==== RECORDS ====

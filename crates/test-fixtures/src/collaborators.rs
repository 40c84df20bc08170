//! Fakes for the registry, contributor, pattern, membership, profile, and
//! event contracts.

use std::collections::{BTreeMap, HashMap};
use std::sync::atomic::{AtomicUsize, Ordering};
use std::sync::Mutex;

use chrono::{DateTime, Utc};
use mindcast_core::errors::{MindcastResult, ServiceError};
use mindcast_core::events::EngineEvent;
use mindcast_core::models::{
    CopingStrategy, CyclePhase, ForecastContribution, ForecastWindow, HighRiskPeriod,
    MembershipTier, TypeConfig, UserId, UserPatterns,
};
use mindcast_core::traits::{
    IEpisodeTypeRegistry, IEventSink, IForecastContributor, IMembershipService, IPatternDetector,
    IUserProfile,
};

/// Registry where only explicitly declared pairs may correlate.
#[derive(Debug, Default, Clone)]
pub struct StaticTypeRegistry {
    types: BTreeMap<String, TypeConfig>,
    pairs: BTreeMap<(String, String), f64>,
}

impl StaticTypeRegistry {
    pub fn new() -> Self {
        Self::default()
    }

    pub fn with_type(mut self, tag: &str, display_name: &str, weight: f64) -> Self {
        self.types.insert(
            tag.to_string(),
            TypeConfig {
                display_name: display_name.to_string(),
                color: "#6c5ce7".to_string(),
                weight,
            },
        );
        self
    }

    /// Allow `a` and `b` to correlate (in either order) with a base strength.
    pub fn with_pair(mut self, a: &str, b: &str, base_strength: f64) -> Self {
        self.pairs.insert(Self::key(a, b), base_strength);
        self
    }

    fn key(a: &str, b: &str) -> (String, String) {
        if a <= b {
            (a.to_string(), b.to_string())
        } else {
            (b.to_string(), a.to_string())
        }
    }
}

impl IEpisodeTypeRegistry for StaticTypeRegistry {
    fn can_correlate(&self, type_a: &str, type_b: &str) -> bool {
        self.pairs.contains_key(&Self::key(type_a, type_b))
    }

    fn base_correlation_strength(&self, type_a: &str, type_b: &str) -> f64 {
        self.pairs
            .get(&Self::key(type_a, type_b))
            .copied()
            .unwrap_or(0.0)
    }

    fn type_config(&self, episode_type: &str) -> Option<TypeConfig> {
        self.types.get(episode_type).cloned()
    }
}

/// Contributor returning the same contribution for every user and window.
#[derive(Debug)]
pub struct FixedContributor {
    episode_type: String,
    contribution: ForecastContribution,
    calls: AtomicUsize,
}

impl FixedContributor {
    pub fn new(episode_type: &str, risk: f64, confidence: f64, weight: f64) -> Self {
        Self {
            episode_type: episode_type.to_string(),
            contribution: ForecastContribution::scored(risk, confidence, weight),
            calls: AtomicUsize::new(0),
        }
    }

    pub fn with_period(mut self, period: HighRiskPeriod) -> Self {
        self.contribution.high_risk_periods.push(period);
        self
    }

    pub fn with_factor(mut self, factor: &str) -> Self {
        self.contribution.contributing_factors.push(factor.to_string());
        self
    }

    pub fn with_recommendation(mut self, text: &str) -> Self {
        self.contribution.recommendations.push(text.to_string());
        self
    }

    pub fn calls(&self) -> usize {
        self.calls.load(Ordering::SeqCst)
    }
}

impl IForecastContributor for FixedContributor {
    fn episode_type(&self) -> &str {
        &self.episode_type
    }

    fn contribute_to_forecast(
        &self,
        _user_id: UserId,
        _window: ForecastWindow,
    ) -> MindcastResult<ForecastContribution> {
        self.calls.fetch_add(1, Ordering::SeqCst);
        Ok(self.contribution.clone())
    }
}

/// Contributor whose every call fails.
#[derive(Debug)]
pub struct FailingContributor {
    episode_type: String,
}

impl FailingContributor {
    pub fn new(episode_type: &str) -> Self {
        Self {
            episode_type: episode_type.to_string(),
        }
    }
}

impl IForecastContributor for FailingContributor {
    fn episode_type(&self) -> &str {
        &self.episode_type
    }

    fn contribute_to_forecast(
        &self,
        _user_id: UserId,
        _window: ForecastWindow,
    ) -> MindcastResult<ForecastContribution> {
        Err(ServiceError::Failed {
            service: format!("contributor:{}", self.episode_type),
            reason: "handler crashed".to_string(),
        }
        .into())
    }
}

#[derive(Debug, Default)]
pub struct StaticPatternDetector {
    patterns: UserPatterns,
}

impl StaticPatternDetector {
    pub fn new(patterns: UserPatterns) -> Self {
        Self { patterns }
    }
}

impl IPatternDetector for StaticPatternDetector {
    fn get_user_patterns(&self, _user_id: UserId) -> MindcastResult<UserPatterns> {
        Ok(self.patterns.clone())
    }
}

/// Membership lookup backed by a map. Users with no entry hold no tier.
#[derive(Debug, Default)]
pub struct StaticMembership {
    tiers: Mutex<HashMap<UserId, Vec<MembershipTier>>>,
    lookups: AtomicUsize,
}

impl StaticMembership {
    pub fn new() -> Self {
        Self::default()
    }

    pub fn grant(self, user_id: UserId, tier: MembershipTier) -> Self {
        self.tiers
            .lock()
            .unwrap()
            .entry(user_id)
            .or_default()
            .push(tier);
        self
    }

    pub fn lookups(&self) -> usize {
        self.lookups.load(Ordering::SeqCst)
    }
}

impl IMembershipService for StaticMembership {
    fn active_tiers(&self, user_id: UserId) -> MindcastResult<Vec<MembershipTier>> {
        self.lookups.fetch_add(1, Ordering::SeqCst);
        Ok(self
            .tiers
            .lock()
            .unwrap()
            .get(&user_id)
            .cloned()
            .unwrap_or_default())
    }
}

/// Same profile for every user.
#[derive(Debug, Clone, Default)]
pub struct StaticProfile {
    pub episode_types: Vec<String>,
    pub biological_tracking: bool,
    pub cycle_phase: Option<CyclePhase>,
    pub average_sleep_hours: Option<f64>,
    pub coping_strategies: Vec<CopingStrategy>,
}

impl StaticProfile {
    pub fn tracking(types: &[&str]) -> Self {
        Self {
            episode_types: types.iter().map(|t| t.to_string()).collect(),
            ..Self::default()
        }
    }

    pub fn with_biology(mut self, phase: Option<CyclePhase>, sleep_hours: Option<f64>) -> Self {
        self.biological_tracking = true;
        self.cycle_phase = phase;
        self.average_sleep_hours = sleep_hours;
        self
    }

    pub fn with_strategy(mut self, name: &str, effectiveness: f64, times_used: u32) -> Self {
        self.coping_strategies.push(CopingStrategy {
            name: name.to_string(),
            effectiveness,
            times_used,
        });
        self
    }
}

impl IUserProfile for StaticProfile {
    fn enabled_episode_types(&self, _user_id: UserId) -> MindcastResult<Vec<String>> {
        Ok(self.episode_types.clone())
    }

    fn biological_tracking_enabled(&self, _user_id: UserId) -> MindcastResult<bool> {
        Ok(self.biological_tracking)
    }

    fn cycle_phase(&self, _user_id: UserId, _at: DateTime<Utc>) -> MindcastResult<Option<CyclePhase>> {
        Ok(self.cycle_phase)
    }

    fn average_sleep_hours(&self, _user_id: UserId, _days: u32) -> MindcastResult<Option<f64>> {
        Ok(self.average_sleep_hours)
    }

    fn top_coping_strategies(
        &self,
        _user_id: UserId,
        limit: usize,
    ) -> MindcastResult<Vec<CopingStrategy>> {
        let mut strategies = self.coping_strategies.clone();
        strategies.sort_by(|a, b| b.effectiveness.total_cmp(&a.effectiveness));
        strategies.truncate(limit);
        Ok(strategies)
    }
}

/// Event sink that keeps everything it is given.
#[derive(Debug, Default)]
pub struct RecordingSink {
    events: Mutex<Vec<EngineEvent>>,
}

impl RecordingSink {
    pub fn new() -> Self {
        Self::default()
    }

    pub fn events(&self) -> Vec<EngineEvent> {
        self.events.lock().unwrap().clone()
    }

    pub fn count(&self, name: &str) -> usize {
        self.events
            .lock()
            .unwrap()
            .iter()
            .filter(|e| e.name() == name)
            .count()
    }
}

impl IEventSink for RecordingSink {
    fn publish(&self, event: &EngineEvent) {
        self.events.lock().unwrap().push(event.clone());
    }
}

====

◆ **EXERCISE BRIEF**: Note every line in the material with "IEventSink" and copy it.

◆ **EXERCISE SOLUTION**:
    IEpisodeTypeRegistry, IEventSink, IForecastContributor, IMembershipService, IPatternDetector,
impl IEventSink for RecordingSink {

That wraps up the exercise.